======== Data listing ========

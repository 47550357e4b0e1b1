//! Error types shared across the monitor.
//!
//! A single enum covers every failure class the services produce. Provider and
//! transport errors are returned to the caller and logged there; they never
//! terminate a task. Only `Config` errors raised during startup are fatal.

use thiserror::Error;

/// Errors produced by configuration loading, chain queries, and notification
/// delivery.
#[derive(Debug, Error)]
pub enum MonitorError {
	/// The configuration cannot support monitoring at all.
	#[error("invalid configuration: {0}")]
	Config(String),

	/// Connectivity failures: refused connections, DNS, dropped sockets.
	#[error("network error: {0}")]
	Network(String),

	/// A response arrived but could not be decoded.
	#[error("parse error: {0}")]
	Parse(String),

	/// An endpoint reports a chain id other than the configured one.
	#[error("wrong chain: endpoint reports {actual}, expected {expected}")]
	WrongChain { expected: String, actual: String },

	/// The queried object does not exist on the chain.
	#[error("not found: {0}")]
	NotFound(String),

	/// An external API rejected our credentials.
	#[error("authentication failed: {0}")]
	Auth(String),

	/// An external API asked us to back off.
	#[error("rate limited: {0}")]
	RateLimited(String),

	/// An I/O deadline elapsed.
	#[error("timed out: {0}")]
	Timeout(String),

	/// The surrounding task was asked to shut down mid-operation.
	#[error("canceled")]
	Canceled,

	/// The provider variant has no way to answer this query.
	#[error("not supported by this provider: {0}")]
	NotSupported(&'static str),

	/// Every endpoint in the fleet is down or quarantined.
	#[error("no usable rpc endpoints")]
	NoEndpoints,
}

impl MonitorError {
	/// True for failures a later cycle may clear on its own.
	pub fn is_transient(&self) -> bool {
		matches!(
			self,
			MonitorError::Network(_)
				| MonitorError::Timeout(_)
				| MonitorError::RateLimited(_)
				| MonitorError::NoEndpoints
		)
	}
}

impl From<reqwest::Error> for MonitorError {
	fn from(err: reqwest::Error) -> Self {
		if err.is_timeout() {
			MonitorError::Timeout(err.to_string())
		} else if err.is_status() {
			match err.status() {
				Some(s) if s.as_u16() == 429 => MonitorError::RateLimited(err.to_string()),
				Some(s) if s.as_u16() == 401 || s.as_u16() == 403 => {
					MonitorError::Auth(err.to_string())
				}
				_ => MonitorError::Network(err.to_string()),
			}
		} else {
			MonitorError::Network(err.to_string())
		}
	}
}

impl From<reqwest_middleware::Error> for MonitorError {
	fn from(err: reqwest_middleware::Error) -> Self {
		match err {
			reqwest_middleware::Error::Reqwest(e) => e.into(),
			reqwest_middleware::Error::Middleware(e) => MonitorError::Network(e.to_string()),
		}
	}
}

impl From<serde_json::Error> for MonitorError {
	fn from(err: serde_json::Error) -> Self {
		MonitorError::Parse(err.to_string())
	}
}

impl From<prost::DecodeError> for MonitorError {
	fn from(err: prost::DecodeError) -> Self {
		MonitorError::Parse(err.to_string())
	}
}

========

(Exercise directions) One number is the full answer: how many lines of the records include the string "impl".

(Response area) 5